During your recovery from addiction, you may find that you are having trouble sleeping at night.
A lack of sleep can cause numerous problems for you including but not limited to, depression, development of false memory, irritability, headaches and mania. All of these effects can push you closer to a relapse.
For some, sleep problems may be occasional and just a minor annoyance, while others lie awake night after restless night, ending up exhausted, emotionally and physically, the next day. Sleep issues can be short-lived if it is caused by withdrawal from a drug, or long lasting if you are a recovering alcoholic. Alcoholics can suffer from insomnia or sleep-disordered breathing (such as sleep apnea) for weeks, months or sometimes years after becoming sober.
This article gives you a few tips to help you get to sleep.
Why You Are Having Trouble Sleeping
One of the reasons why people in early recovery have trouble sleeping is because of nutrient deficiencies that develop during active addiction.
Most people in active addiction are eating processed, and chemical-filled foods, and are not getting enough stage three sleep. Their bodies use all reserved resources to maintain the functioning of vital organs. Since all resources are being used, the brain is depleted of vital nutrients needed to function properly, which means that on top of all the other health issues caused by drugs and alcohol, the brain isn’t signaling for the proper release of melatonin—a hormone that tells the body it is time to sleep.
Another reason why those in withdrawal have trouble sleeping is because of the addictive substances themselves. For a person seeking treatment for an addiction to stimulant drugs (such as cocaine, methamphetamine, and ecstasy), sleep will be affected until the drugs are no longer in the body.
So how do you fix this?
Regular Sleep Pattern
A regular sleep schedule may be exactly what you need. Just a few adjustments to your daily routine can help you go to bed and wake up at the same time every day.
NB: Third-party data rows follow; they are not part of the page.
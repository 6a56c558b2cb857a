//! Error taxonomy shared by the public operations.
//!
//! The engine reports failures through `eyre` like every other layer, but
//! the conditions callers dispatch on carry a typed [`StoreError`] at the
//! root of the report. `StoreError::kind_of` recovers the kind from an
//! `eyre::Report` without string matching.

use std::fmt;

#[derive(Debug, Clone, Copy, PartialEq, Eq)]
pub enum ErrorKind {
    /// No live index entry for the given name.
    NotFound,
    /// A write targeted a name that is already indexed.
    AlreadyExists,
    /// Underlying storage failure; fatal for the current operation.
    Io,
    /// A record or chunk decoded to something the format forbids.
    Corruption,
}

#[derive(Debug, Clone)]
pub struct StoreError {
    kind: ErrorKind,
    detail: String,
}

impl StoreError {
    pub fn new(kind: ErrorKind, detail: impl Into<String>) -> Self {
        Self {
            kind,
            detail: detail.into(),
        }
    }

    pub fn not_found(name: &str) -> Self {
        Self::new(ErrorKind::NotFound, format!("no object named {:?}", name))
    }

    pub fn already_exists(name: &str) -> Self {
        Self::new(
            ErrorKind::AlreadyExists,
            format!("object {:?} already exists", name),
        )
    }

    pub fn io(detail: impl Into<String>) -> Self {
        Self::new(ErrorKind::Io, detail)
    }

    pub fn corruption(detail: impl Into<String>) -> Self {
        Self::new(ErrorKind::Corruption, detail)
    }

    pub fn kind(&self) -> ErrorKind {
        self.kind
    }

    /// Extracts the typed kind from an error report, if one is attached.
    pub fn kind_of(report: &eyre::Report) -> Option<ErrorKind> {
        report
            .chain()
            .find_map(|cause| cause.downcast_ref::<StoreError>())
            .map(StoreError::kind)
    }
}

impl fmt::Display for StoreError {
    fn fmt(&self, f: &mut fmt::Formatter<'_>) -> fmt::Result {
        let label = match self.kind {
            ErrorKind::NotFound => "not found",
            ErrorKind::AlreadyExists => "already exists",
            ErrorKind::Io => "io error",
            ErrorKind::Corruption => "corruption",
        };
        write!(f, "{}: {}", label, self.detail)
    }
}

impl std::error::Error for StoreError {}
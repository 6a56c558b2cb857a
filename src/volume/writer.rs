//! # Write Stream
//!
//! Push-based state machine that cuts an incoming byte stream into chunks
//! and chains them across tracks. Linked-list writes are deferred by one
//! chunk: a chunk can only be written once its successor's location is
//! known, so the most recent chunk stays staged in memory until the next
//! allocation (or the end of the stream, which writes it with a zero link).
//!
//! ## Track Selection
//!
//! Each staged chunk asks the volume for the lowest writable track at or
//! after the writer's cursor. The cursor never moves backwards within one
//! stream, so a chain occupies an ascending run of tracks and the usual
//! case stays append-only on a single track.
//!
//! ## Close Protocol
//!
//! [`VolumeWriter::finish`] flushes the residual buffer as a final short
//! chunk, writes the staged terminal chunk, and persists the header of
//! every touched track. [`VolumeWriter::abort`] persists the headers but
//! indexes nothing; chunks already written stay valid-but-unreferenced
//! until a compaction pass reclaims them, which bounds the damage of a
//! cancelled stream to the half-object.

use eyre::Result;
use hashbrown::HashSet;

use crate::storage::Chunk;
use crate::volume::Volume;

struct Staged {
    id: u32,
    track: u16,
    offset: u64,
    payload: Vec<u8>,
}

pub struct VolumeWriter<'a> {
    volume: &'a mut Volume,
    buffer: Vec<u8>,
    write_set: HashSet<u16>,
    staged: Option<Staged>,
    head: Option<(u16, u64)>,
    track_cursor: u16,
    next_id: u32,
}

impl<'a> VolumeWriter<'a> {
    pub(crate) fn new(volume: &'a mut Volume) -> Self {
        Self {
            volume,
            buffer: Vec::new(),
            write_set: HashSet::new(),
            staged: None,
            head: None,
            track_cursor: 0,
            next_id: 0,
        }
    }

    /// Appends `bytes` to the stream, writing out every full chunk the
    /// buffer now covers.
    pub fn push(&mut self, bytes: &[u8]) -> Result<()> {
        self.buffer.extend_from_slice(bytes);
        let payload_size = self.volume.options().payload_size() as usize;

        let mut start = 0;
        while start + payload_size <= self.buffer.len() {
            let payload = self.buffer[start..start + payload_size].to_vec();
            self.stage(payload)?;
            start += payload_size;
        }
        if start > 0 {
            self.buffer.drain(..start);
        }
        Ok(())
    }

    /// Closes the stream and returns the chain head to record in the index.
    /// An empty stream writes no chunks and reports the `(0, 0)` sentinel.
    pub fn finish(mut self) -> Result<(u16, u64)> {
        if !self.buffer.is_empty() {
            let residual = std::mem::take(&mut self.buffer);
            self.stage(residual)?;
        }
        if let Some(staged) = self.staged.take() {
            self.write_staged(staged, None)?;
        }
        self.flush_tracks()?;
        Ok(self.head.unwrap_or((0, 0)))
    }

    /// Abandons the stream without indexing it. Touched tracks still get
    /// their headers persisted so allocations made so far stay accounted.
    pub fn abort(mut self) -> Result<()> {
        self.flush_tracks()
    }

    /// Bytes currently buffered below one payload length.
    pub fn buffered(&self) -> usize {
        self.buffer.len()
    }

    fn stage(&mut self, payload: Vec<u8>) -> Result<()> {
        let track_id = self.volume.ensure_writable(self.track_cursor)?;
        self.track_cursor = track_id;
        self.write_set.insert(track_id);

        let offset = self.volume.track_mut(track_id)?.alloc()?;
        if self.head.is_none() {
            self.head = Some((track_id, offset));
        }

        // The predecessor's successor is now known; write it out.
        if let Some(staged) = self.staged.take() {
            self.write_staged(staged, Some((track_id, offset)))?;
        }

        self.staged = Some(Staged {
            id: self.next_id,
            track: track_id,
            offset,
            payload,
        });
        self.next_id += 1;
        Ok(())
    }

    fn write_staged(&mut self, staged: Staged, next: Option<(u16, u64)>) -> Result<()> {
        let (next_track, next_offset) = next.unwrap_or((staged.track, 0));
        let chunk = Chunk {
            id: staged.id,
            valid: true,
            next_offset,
            next_track,
            payload: staged.payload,
        };
        self.volume.track_mut(staged.track)?.write(&chunk, staged.offset)
    }

    fn flush_tracks(&mut self) -> Result<()> {
        for track_id in self.write_set.drain() {
            self.volume.track_mut(track_id)?.write_end()?;
        }
        Ok(())
    }
}

#[cfg(test)]
mod tests {
    use std::sync::Arc;

    use tempfile::tempdir;

    use crate::config::StoreOptions;
    use crate::volume::Volume;

    // Chunk geometry 64/256: 47 payload bytes per chunk, 3 chunks per track.
    fn small_volume(dir: &std::path::Path) -> Volume {
        let mut options = StoreOptions::new(dir);
        options.chunk_size = 64;
        options.track_size = 256;
        Volume::open(Arc::new(options)).unwrap()
    }

    fn read_all(volume: &mut Volume, head: (u16, u64)) -> Vec<u8> {
        let mut reader = volume.reader(head);
        let mut out = Vec::new();
        while let Some(payload) = reader.next_chunk().unwrap() {
            out.extend_from_slice(&payload);
        }
        out
    }

    fn bytes(n: usize) -> Vec<u8> {
        (0..n).map(|i| (i % 251) as u8).collect()
    }

    #[test]
    fn empty_stream_reports_sentinel_head() {
        let dir = tempdir().unwrap();
        let mut volume = small_volume(dir.path());

        let head = volume.writer().finish().unwrap();
        assert_eq!(head, (0, 0));
    }

    #[test]
    fn short_stream_is_one_chunk() {
        let dir = tempdir().unwrap();
        let mut volume = small_volume(dir.path());
        let data = bytes(30);

        let mut writer = volume.writer();
        writer.push(&data).unwrap();
        let head = writer.finish().unwrap();

        assert_eq!(head, (0, 16));
        assert_eq!(read_all(&mut volume, head), data);

        let chunk = volume.track_mut(0).unwrap().read(16).unwrap();
        assert_eq!(chunk.payload.len(), 30);
        assert_eq!(chunk.next(), None);
    }

    #[test]
    fn exact_multiple_of_payload_has_no_residual_chunk() {
        let dir = tempdir().unwrap();
        let mut volume = small_volume(dir.path());
        let data = bytes(2 * 47);

        let mut writer = volume.writer();
        writer.push(&data).unwrap();
        let head = writer.finish().unwrap();

        assert_eq!(read_all(&mut volume, head), data);

        let first = volume.track_mut(0).unwrap().read(16).unwrap();
        let second = volume.track_mut(0).unwrap().read(80).unwrap();
        assert_eq!(first.payload.len(), 47);
        assert_eq!(second.payload.len(), 47);
        assert_eq!(second.next(), None);
        // Only two chunks were written.
        assert_eq!(volume.track_mut(0).unwrap().file_size(), 16 + 2 * 64);
    }

    #[test]
    fn residual_chunk_records_true_length() {
        let dir = tempdir().unwrap();
        let mut volume = small_volume(dir.path());
        let data = bytes(100);

        let mut writer = volume.writer();
        writer.push(&data).unwrap();
        let head = writer.finish().unwrap();

        assert_eq!(read_all(&mut volume, head), data);

        let last = volume.track_mut(0).unwrap().read(144).unwrap();
        assert_eq!(last.payload.len(), 100 - 2 * 47);
    }

    #[test]
    fn push_granularity_does_not_change_layout() {
        let dir = tempdir().unwrap();
        let mut volume = small_volume(dir.path());
        let data = bytes(120);

        let mut writer = volume.writer();
        for byte in &data {
            writer.push(std::slice::from_ref(byte)).unwrap();
        }
        let head = writer.finish().unwrap();

        assert_eq!(read_all(&mut volume, head), data);
    }

    #[test]
    fn long_stream_spans_tracks() {
        let dir = tempdir().unwrap();
        let mut volume = small_volume(dir.path());
        // Seven chunks: three on track 0, three on track 1, one on track 2.
        let data = bytes(300);

        let mut writer = volume.writer();
        writer.push(&data).unwrap();
        let head = writer.finish().unwrap();

        assert!(volume.has_track(1));
        assert_eq!(read_all(&mut volume, head), data);

        // The boundary chunk on track 0 points into track 1.
        let boundary = volume.track_mut(0).unwrap().read(144).unwrap();
        assert_eq!(boundary.next(), Some((1, 16)));
    }

    #[test]
    fn chain_ids_start_at_zero_and_increase() {
        let dir = tempdir().unwrap();
        let mut volume = small_volume(dir.path());

        let mut writer = volume.writer();
        writer.push(&bytes(150)).unwrap();
        let head = writer.finish().unwrap();

        let mut reader = volume.reader(head);
        let mut chunks = 0;
        while reader.next_chunk().unwrap().is_some() {
            chunks += 1;
        }
        // The reader verifies the id sequence internally.
        assert_eq!(chunks, 4);
    }

    #[test]
    fn abort_leaves_no_head_and_keeps_tracks_consistent() {
        let dir = tempdir().unwrap();
        let mut volume = small_volume(dir.path());

        let mut writer = volume.writer();
        writer.push(&bytes(100)).unwrap();
        writer.abort().unwrap();

        // Leaked chunks stay valid but unreferenced; the free list is empty.
        let track = volume.track_mut(0).unwrap();
        assert_eq!(track.free_head(), 0);
        assert_eq!(track.free_tail(), 0);
    }

    #[test]
    fn writes_reuse_freed_chunks_before_growing() {
        let dir = tempdir().unwrap();
        let mut volume = small_volume(dir.path());

        let mut writer = volume.writer();
        writer.push(&bytes(47)).unwrap();
        let head = writer.finish().unwrap();
        let grown = volume.track_mut(0).unwrap().file_size();

        volume.remove(head.0, head.1).unwrap();

        let mut writer = volume.writer();
        writer.push(&bytes(40)).unwrap();
        let head2 = writer.finish().unwrap();

        assert_eq!(head2, head);
        assert_eq!(volume.track_mut(0).unwrap().file_size(), grown);
    }
}
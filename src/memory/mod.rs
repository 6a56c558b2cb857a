//! Advisory memory accounting for the index cache.

mod budget;

pub use budget::CacheBudget;
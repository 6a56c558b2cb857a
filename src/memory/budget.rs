//! # Cache Budget
//!
//! Advisory byte budget for the in-memory name-index cache. The budget does
//! not fail allocations; the index consults [`CacheBudget::would_exceed`]
//! before growing its cache and the future eviction policy uses the same
//! accounting to decide what to drop.
//!
//! ## Auto-Detection
//!
//! With no explicit limit the budget claims half of the host's available
//! memory at first use, clamped to a floor so the cache stays functional on
//! small hosts. The probe runs once per process; single-board deployments
//! open several volumes and must not pay a sysinfo refresh per store.

use std::sync::atomic::{AtomicUsize, Ordering};
use std::sync::OnceLock;

use sysinfo::System;

use crate::config::{DEFAULT_BUDGET_DIVISOR, MIN_BUDGET_FLOOR};

static HOST_AVAILABLE_MEMORY: OnceLock<usize> = OnceLock::new();

#[derive(Debug)]
pub struct CacheBudget {
    limit: usize,
    used: AtomicUsize,
}

impl CacheBudget {
    /// Budget of half the host's currently available memory.
    pub fn auto_detect() -> Self {
        let available = *HOST_AVAILABLE_MEMORY.get_or_init(|| {
            let mut sys = System::new();
            sys.refresh_memory();
            sys.available_memory() as usize
        });

        Self::with_limit(available / DEFAULT_BUDGET_DIVISOR)
    }

    pub fn with_limit(limit: usize) -> Self {
        Self {
            limit: limit.max(MIN_BUDGET_FLOOR),
            used: AtomicUsize::new(0),
        }
    }

    pub fn limit(&self) -> usize {
        self.limit
    }

    pub fn used(&self) -> usize {
        self.used.load(Ordering::Acquire)
    }

    /// True when charging `bytes` would push usage past the limit.
    pub fn would_exceed(&self, bytes: usize) -> bool {
        self.used() + bytes > self.limit
    }

    pub fn charge(&self, bytes: usize) {
        self.used.fetch_add(bytes, Ordering::AcqRel);
    }

    pub fn release(&self, bytes: usize) {
        let mut current = self.used.load(Ordering::Acquire);
        loop {
            let next = current.saturating_sub(bytes);
            match self
                .used
                .compare_exchange_weak(current, next, Ordering::AcqRel, Ordering::Acquire)
            {
                Ok(_) => return,
                Err(observed) => current = observed,
            }
        }
    }
}

impl Default for CacheBudget {
    fn default() -> Self {
        Self::auto_detect()
    }
}

#[cfg(test)]
mod tests {
    use super::*;

    #[test]
    fn auto_detect_respects_floor() {
        let budget = CacheBudget::auto_detect();
        assert!(budget.limit() >= MIN_BUDGET_FLOOR);
    }

    #[test]
    fn with_limit_clamps_to_floor() {
        let budget = CacheBudget::with_limit(1000);
        assert_eq!(budget.limit(), MIN_BUDGET_FLOOR);
    }

    #[test]
    fn charge_and_release_balance() {
        let budget = CacheBudget::with_limit(MIN_BUDGET_FLOOR);
        budget.charge(4096);
        budget.charge(4096);
        budget.release(4096);
        assert_eq!(budget.used(), 4096);
    }

    #[test]
    fn release_saturates_at_zero() {
        let budget = CacheBudget::with_limit(MIN_BUDGET_FLOOR);
        budget.release(1024);
        assert_eq!(budget.used(), 0);
    }

    #[test]
    fn would_exceed_tracks_limit() {
        let budget = CacheBudget::with_limit(MIN_BUDGET_FLOOR);
        assert!(!budget.would_exceed(MIN_BUDGET_FLOOR));
        budget.charge(MIN_BUDGET_FLOOR);
        assert!(budget.would_exceed(1));
    }
}
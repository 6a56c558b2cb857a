//! Store configuration: layout constants and validated open options.

mod constants;

pub use constants::{
    CACHE_ENTRY_COST, CHUNK_HEADER_SIZE, CHUNK_NEXT_OFFSET, CHUNK_VALID_OFFSET,
    DEFAULT_BUDGET_DIVISOR, DEFAULT_CHUNK_SIZE, DEFAULT_TRACK_SIZE, INDEX_FILE_NAME, INDEX_KEY_SIZE,
    INDEX_MAGIC, INDEX_RECORD_SIZE, MIN_BUDGET_FLOOR, MIN_CHUNK_SIZE, TRACK_FILE_EXTENSION,
    TRACK_HEADER_SIZE,
};

use std::path::{Path, PathBuf};

use eyre::{ensure, Result};

/// Options for opening a [`crate::Store`].
///
/// All numeric options are validated by [`StoreOptions::validate`], which is
/// called on every open. The derived accessors (`payload_size`,
/// `chunk_capacity`, `track_limit`) are the single source of the layout
/// arithmetic used by the track and volume layers.
#[derive(Debug, Clone)]
pub struct StoreOptions {
    /// Root directory holding the `index` file and the `<id>.track` files.
    pub directory: PathBuf,
    /// Total bytes per chunk record, header included.
    pub chunk_size: u64,
    /// Soft capacity bound per track file in bytes.
    pub track_size: u64,
    /// Advisory memory budget for the index cache, in bytes.
    /// Zero selects auto-detection (half of available host memory).
    pub max_memory: usize,
}

impl StoreOptions {
    pub fn new<P: AsRef<Path>>(directory: P) -> Self {
        Self {
            directory: directory.as_ref().to_path_buf(),
            chunk_size: DEFAULT_CHUNK_SIZE,
            track_size: DEFAULT_TRACK_SIZE,
            max_memory: 0,
        }
    }

    /// Usable payload bytes per chunk.
    pub fn payload_size(&self) -> u64 {
        self.chunk_size - CHUNK_HEADER_SIZE as u64
    }

    /// Number of whole chunks a track can hold under the soft bound.
    pub fn chunk_capacity(&self) -> u64 {
        (self.track_size - TRACK_HEADER_SIZE) / self.chunk_size
    }

    /// First byte offset past the last legal chunk slot.
    ///
    /// The track size need not be a multiple of the chunk size, so this is
    /// the bound traversals check offsets against, not `track_size` itself.
    pub fn track_limit(&self) -> u64 {
        TRACK_HEADER_SIZE + self.chunk_capacity() * self.chunk_size
    }

    pub fn validate(&self) -> Result<()> {
        ensure!(
            self.chunk_size >= MIN_CHUNK_SIZE,
            "chunk_size {} below minimum {}",
            self.chunk_size,
            MIN_CHUNK_SIZE
        );
        ensure!(
            self.chunk_size > CHUNK_HEADER_SIZE as u64,
            "chunk_size {} leaves no payload capacity",
            self.chunk_size
        );
        ensure!(
            self.track_size >= TRACK_HEADER_SIZE + self.chunk_size,
            "track_size {} cannot hold a single chunk of {} bytes",
            self.track_size,
            self.chunk_size
        );
        Ok(())
    }
}

#[cfg(test)]
mod tests {
    use super::*;

    #[test]
    fn defaults_are_valid() {
        let options = StoreOptions::new("/tmp/store");
        assert!(options.validate().is_ok());
        assert_eq!(options.chunk_size, DEFAULT_CHUNK_SIZE);
        assert_eq!(options.track_size, DEFAULT_TRACK_SIZE);
    }

    #[test]
    fn payload_size_subtracts_header() {
        let options = StoreOptions::new("/tmp/store");
        assert_eq!(options.payload_size(), 4096 - 17);
    }

    #[test]
    fn chunk_capacity_ignores_partial_tail() {
        let mut options = StoreOptions::new("/tmp/store");
        options.chunk_size = 64;
        options.track_size = 256;
        // 240 usable bytes hold three 64-byte chunks; the 48-byte tail is dead.
        assert_eq!(options.chunk_capacity(), 3);
        assert_eq!(options.track_limit(), 16 + 3 * 64);
    }

    #[test]
    fn rejects_undersized_chunk() {
        let mut options = StoreOptions::new("/tmp/store");
        options.chunk_size = 32;
        assert!(options.validate().is_err());
    }

    #[test]
    fn rejects_track_smaller_than_one_chunk() {
        let mut options = StoreOptions::new("/tmp/store");
        options.chunk_size = 64;
        options.track_size = 64;
        assert!(options.validate().is_err());
    }
}
//! # Volume
//!
//! A volume is the set of tracks in one directory, treated as a single
//! logical store. It owns the `track_id -> Track` table, enumerates and
//! opens track files on startup, and exposes the three operations the
//! facade composes: a streaming [`VolumeWriter`], a streaming
//! [`VolumeReader`], and the cross-track delete trampoline.
//!
//! ## Directory Layout
//!
//! ```text
//! store_dir/
//! ├── index        # name index (owned by the index layer)
//! ├── 0.track
//! ├── 1.track
//! └── ...
//! ```
//!
//! Track ids are dense non-negative integers. A directory without an
//! `index` file is a fresh store and gets track 0 created up front; after
//! that, tracks come into existence only when a write stream crosses the
//! soft capacity bound of every existing track.
//!
//! ## Concurrency
//!
//! A volume is not internally synchronized. Callers keep single-writer /
//! single-reader discipline per volume; the streams borrow the volume
//! mutably for the duration of one object operation, which lets the borrow
//! checker enforce exactly that.

mod reader;
mod writer;

pub use reader::VolumeReader;
pub use writer::VolumeWriter;

use std::fs;
use std::sync::Arc;

use eyre::{Result, WrapErr};
use hashbrown::HashMap;
use tracing::debug;

use crate::config::{StoreOptions, INDEX_FILE_NAME, TRACK_FILE_EXTENSION};
use crate::error::StoreError;
use crate::storage::Track;

#[derive(Debug)]
pub struct Volume {
    options: Arc<StoreOptions>,
    tracks: HashMap<u16, Track>,
}

impl Volume {
    /// Opens the volume rooted at the options' directory, creating the
    /// directory and the initial track on first run.
    pub fn open(options: Arc<StoreOptions>) -> Result<Self> {
        fs::create_dir_all(&options.directory).wrap_err_with(|| {
            format!(
                "failed to create store directory '{}'",
                options.directory.display()
            )
        })?;

        let mut volume = Self {
            tracks: HashMap::new(),
            options,
        };

        // A missing index file marks a fresh store.
        if !volume.options.directory.join(INDEX_FILE_NAME).exists() {
            volume.create_track(0)?;
        }

        let mut ids = Vec::new();
        let entries = fs::read_dir(&volume.options.directory).wrap_err_with(|| {
            format!(
                "failed to read store directory '{}'",
                volume.options.directory.display()
            )
        })?;
        for entry in entries {
            let entry = entry.wrap_err("failed to read directory entry")?;
            let path = entry.path();
            if path.extension().and_then(|e| e.to_str()) != Some(TRACK_FILE_EXTENSION) {
                continue;
            }
            if let Some(id) = path
                .file_stem()
                .and_then(|s| s.to_str())
                .and_then(|s| s.parse::<u16>().ok())
            {
                ids.push(id);
            }
        }
        ids.sort_unstable();

        for id in ids {
            if !volume.tracks.contains_key(&id) {
                let track = Track::open(id, volume.options.clone())?;
                volume.tracks.insert(id, track);
            }
        }

        debug!(
            tracks = volume.tracks.len(),
            directory = %volume.options.directory.display(),
            "volume opened"
        );
        Ok(volume)
    }

    pub fn options(&self) -> &StoreOptions {
        &self.options
    }

    pub fn track_count(&self) -> usize {
        self.tracks.len()
    }

    /// True when the track file for `id` is open in this volume.
    pub fn has_track(&self, id: u16) -> bool {
        self.tracks.contains_key(&id)
    }

    pub(crate) fn track_mut(&mut self, id: u16) -> Result<&mut Track> {
        match self.tracks.get_mut(&id) {
            Some(track) => Ok(track),
            None => Err(StoreError::io(format!("track {} is not part of this volume", id)).into()),
        }
    }

    pub(crate) fn create_track(&mut self, id: u16) -> Result<()> {
        let track = Track::open(id, self.options.clone())?;
        self.tracks.insert(id, track);
        debug!(track = id, "track created");
        Ok(())
    }

    /// Returns the lowest track id at or after `start` that can accept one
    /// more chunk, creating the track when it does not exist yet.
    pub(crate) fn ensure_writable(&mut self, start: u16) -> Result<u16> {
        let chunk_size = self.options.chunk_size;
        let track_size = self.options.track_size;
        let mut id = start;

        loop {
            if !self.tracks.contains_key(&id) {
                self.create_track(id)?;
                return Ok(id);
            }
            let track = &self.tracks[&id];
            if track.size() + chunk_size > track_size {
                id += 1;
                continue;
            }
            return Ok(id);
        }
    }

    /// Opens a streaming writer. The returned writer borrows the volume
    /// exclusively until it is finished or aborted.
    pub fn writer(&mut self) -> VolumeWriter<'_> {
        VolumeWriter::new(self)
    }

    /// Opens a streaming reader over the chain starting at `head`.
    pub fn reader(&mut self, head: (u16, u64)) -> VolumeReader<'_> {
        VolumeReader::new(self, head)
    }

    /// Frees the chain starting at `(track, offset)`, following it across
    /// tracks until it terminates.
    pub fn remove(&mut self, track: u16, offset: u64) -> Result<()> {
        let mut cursor = (track, offset);
        loop {
            let track = self.track_mut(cursor.0)?;
            match track.remove(cursor.1)? {
                Some(next) => cursor = next,
                None => return Ok(()),
            }
        }
    }
}

#[cfg(test)]
mod tests {
    use super::*;
    use tempfile::tempdir;

    fn small_options(dir: &std::path::Path) -> Arc<StoreOptions> {
        let mut options = StoreOptions::new(dir);
        options.chunk_size = 64;
        options.track_size = 256;
        Arc::new(options)
    }

    #[test]
    fn fresh_volume_creates_track_zero() {
        let dir = tempdir().unwrap();
        let volume = Volume::open(small_options(dir.path())).unwrap();

        assert_eq!(volume.track_count(), 1);
        assert!(volume.has_track(0));
        assert!(dir.path().join("0.track").exists());
    }

    #[test]
    fn reopen_discovers_existing_tracks() {
        let dir = tempdir().unwrap();
        let options = small_options(dir.path());
        {
            let mut volume = Volume::open(options.clone()).unwrap();
            volume.create_track(1).unwrap();
            volume.create_track(2).unwrap();
        }
        // Mark the store as initialized so track 0 is not recreated blindly.
        std::fs::write(dir.path().join(INDEX_FILE_NAME), b"").unwrap();

        let volume = Volume::open(options).unwrap();
        assert_eq!(volume.track_count(), 3);
        for id in 0..3 {
            assert!(volume.has_track(id));
        }
    }

    #[test]
    fn unrelated_files_are_ignored() {
        let dir = tempdir().unwrap();
        std::fs::write(dir.path().join("notes.txt"), b"hi").unwrap();
        std::fs::write(dir.path().join("junk.track"), b"").unwrap();

        let volume = Volume::open(small_options(dir.path())).unwrap();
        assert_eq!(volume.track_count(), 1);
    }

    #[test]
    fn ensure_writable_skips_full_tracks() {
        let dir = tempdir().unwrap();
        let mut volume = Volume::open(small_options(dir.path())).unwrap();

        // Fill track 0 to its three-chunk capacity.
        for _ in 0..3 {
            let offset = volume.track_mut(0).unwrap().alloc().unwrap();
            let chunk = crate::storage::Chunk {
                id: 0,
                valid: true,
                next_offset: 0,
                next_track: 0,
                payload: vec![1],
            };
            volume.track_mut(0).unwrap().write(&chunk, offset).unwrap();
        }

        let id = volume.ensure_writable(0).unwrap();
        assert_eq!(id, 1);
        assert!(volume.has_track(1));
    }

    #[test]
    fn remove_on_unknown_track_is_io_error() {
        let dir = tempdir().unwrap();
        let mut volume = Volume::open(small_options(dir.path())).unwrap();

        assert!(volume.remove(9, 16).is_err());
    }
}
Pick a bedtime and a wake-up time, making sure to stick to them as much as possible. That way, your body’s internal clock, also called a circadian rhythm (body clock) will get accustomed to a new bedtime, which will help you fall asleep better at night and wake up more easily each morning.
This won’t happen overnight. The most effective tactic is to make small changes slowly. If you’re trying to go to sleep at 10:00 pm, rather than midnight, for example, try this: For the first three or four nights, go to bed at 11:45 pm, and then go to bed at 11:30 pm for the next few days. Keep adjusting your sleep schedule like this. By working in 15-minute increments, your body will have an easier time adjusting.
Creating a ritual for bedtime will help you in getting a better night’s sleep. Use the 30 minutes before you go to bed to do something that relaxes you, such as taking a warm bath, practicing meditation, listening to calming music, or reading a good book.
This ensures that you don’t forget anything important before bed like setting alarms and taking necessary medication. It will also “trick” your mind so that when you begin this ritual your mind will realize it is almost time to sleep. This will begin the biological process of your brain preparing your body for sleep.
Eating and Drinking
Watching what you eat or drink in the hours before bedtime is very important. If you’re hungry or too full, it will disrupt your sleep. It is important to get a healthy balance in your diet before sleep.
Eating a healthy, balanced snack can help you relax and sleep, overeating and eating certain foods before turning in can cause numerous problems. It can lead to heartburn which will inevitably keep you awake and it can lead to insomnia.
However, your best bet may be an evening snack containing carbohydrates and protein, such as cereal and milk. These foods promote calmness leading to an easier and healthier night’s sleep. Learning more about the foods that aid your sleep will help you fall asleep faster and sleep better.
Get some exercise every day. Commit to a regular exercise routine, this can be as simple as a brisk daily walk, you’re likely to get to sleep faster and sleep more soundly. Ensuring you tire yourself out through the day will ensure a sounder sleep.
However, make sure to avoid vigorous exercise just before bedtime, as you might end up feeling too energized. You may believe that exercising will tire you out for bed, this is true earlier in the day, but if done too late the adrenaline from exercising will have the opposite effect.
On the other hand, relaxing exercise like gentle yoga poses before bed can help initiate a more restful night due to its meditative like nature.
Light & Sound
Eliminate light and sound as much as possible. Outside traffic can be distracting, as can the ticking of a clock, appliance noises, alerts of email or text messages on your phone and more. All of these sounds can keep you awake.
Additionally, make sure to turn off computers and laptops and don’t have your cell phone in the bedroom, even if it’s charging. The lights and notifications from these devices can have huge effects on your sleeping patterns.
Consider using blackout curtains, eyeshades, earplugs, “white noise” machines, humidifiers, fans and other devices that create a dark, quiet space that’s ideal for sound sleeping.
When you are struggling with drug addiction and withdrawal symptoms you need all the mental strength and support you can get. A good night of sleep can go a long way in ensuring your mind and body recover properly. Implementing the tips in this article will give you the tools you need to get a great night of sleep.